Hydrogen Energy Storage
Electricity can be converted into hydrogen by electrolysis. The hydrogen can be then stored and eventually re-electrified. The round trip efficiency today is as low as 30 to 40% but could increase up to 50% if more efficient technologies are developed. Despite this low efficiency the interest in hydrogen energy storage is growing due to the much higher storage capacity compared to batteries (small scale) or pumped hydro and CAES (large scale).
Alkaline electrolysis is a mature technology for large systems, whereas PEM (Proton Exchange Membrane) electrolyzers are more flexible and can be used for small decentralized solutions. The conversion efficiency for both technologies is about 65%~70% (lower heating value). High temperature electrolyzers are currently under development and could represent a very efficient alternative to PEM and alkaline systems, with efficiencies up to 90%.

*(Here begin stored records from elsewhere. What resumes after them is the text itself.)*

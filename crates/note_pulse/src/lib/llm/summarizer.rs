use std::sync::Arc;

use async_trait::async_trait;
use serde::{Deserialize, Serialize};

use crate::types::{NoteFormat, NoteStyle, TranscriptSegment};

/// Everything a summarization backend needs to write one note
#[derive(Debug, Clone, Default, PartialEq, Serialize, Deserialize)]
pub struct SummarizationRequest {
    pub title: String,
    pub segments: Vec<TranscriptSegment>,
    pub tags: String,
    pub formats: Vec<NoteFormat>,
    pub style: Option<NoteStyle>,
    pub extras: Option<String>,
    /// Inline images (usually `data:` URLs of frame grids) sent alongside the prompt
    pub video_img_urls: Vec<String>,
}

impl SummarizationRequest {
    pub fn screenshot(&self) -> bool {
        self.formats.contains(&NoteFormat::Screenshot)
    }

    pub fn link(&self) -> bool {
        self.formats.contains(&NoteFormat::Link)
    }
}

#[async_trait]
pub trait Summarizer: Send + Sync {
    /// Returns the note as markdown
    async fn summarize(&self, request: &SummarizationRequest) -> anyhow::Result<String>;

    async fn list_models(&self) -> anyhow::Result<Vec<String>>;
}

/// Resolves a summarizer for a configured provider and model
pub trait SummarizerFactory {
    /// `None` when the provider is unknown or not usable (e.g. no api key)
    fn summarizer(&self, provider_id: &str, model_name: &str) -> Option<Arc<dyn Summarizer>>;
}

impl<F: SummarizerFactory> SummarizerFactory for &F {
    fn summarizer(&self, provider_id: &str, model_name: &str) -> Option<Arc<dyn Summarizer>> {
        (**self).summarizer(provider_id, model_name)
    }
}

Small amounts of hydrogen (up to a few MWh) can be stored in pressurized vessels at 100~300 bar or liquefied at 20.3K (-423 deg F). Alternatively, solid metal hydrides or nanotubes can store hydrogen with a very high density. Very large amounts of hydrogen can be stored in man made underground salt caverns of up to 500,000 m3 at 200 bar (2,900 psi), corresponding to a storage capacity of 167 GWh hydrogen (100 GWh electricity). In this way, longer periods of flaws or of excess wind / PV energy production can be leveled. Even balancing seasonal variations might be possible.
Hydrogen can be re-electrified in fuel cells with efficiencies up to 50%, or alternatively burned in combined cycle gas power plants (efficiencies as high as 60%).
Other Uses of Hydrogen
Because of the limited round trip efficiency, direct uses of green hydrogen are under development, e.g. as feedstock for the chemical and the petrochemical industry, as fuel for future fuel cell cars or blending with natural gas of up to 5 to 15% in natural gas pipelines. Electrolytic hydrogen can also be used for the production of synthetic liquid fuels from biomass, thereby increasing significantly the efficiency of the biomass utilization.
Several European and American companies offer integrated hydrogen solutions for the supply of electric power to small isolated sites or islands. Demonstration projects have been performed since 2000 in Europe and the USA and commercial products are available. Large scale hydrogen storage in salt cavern is standard technology. To date there are two full size hydrogen caverns in operation in Texas, USA, a third one is under construction, three older caverns are operating at Teesside, UK.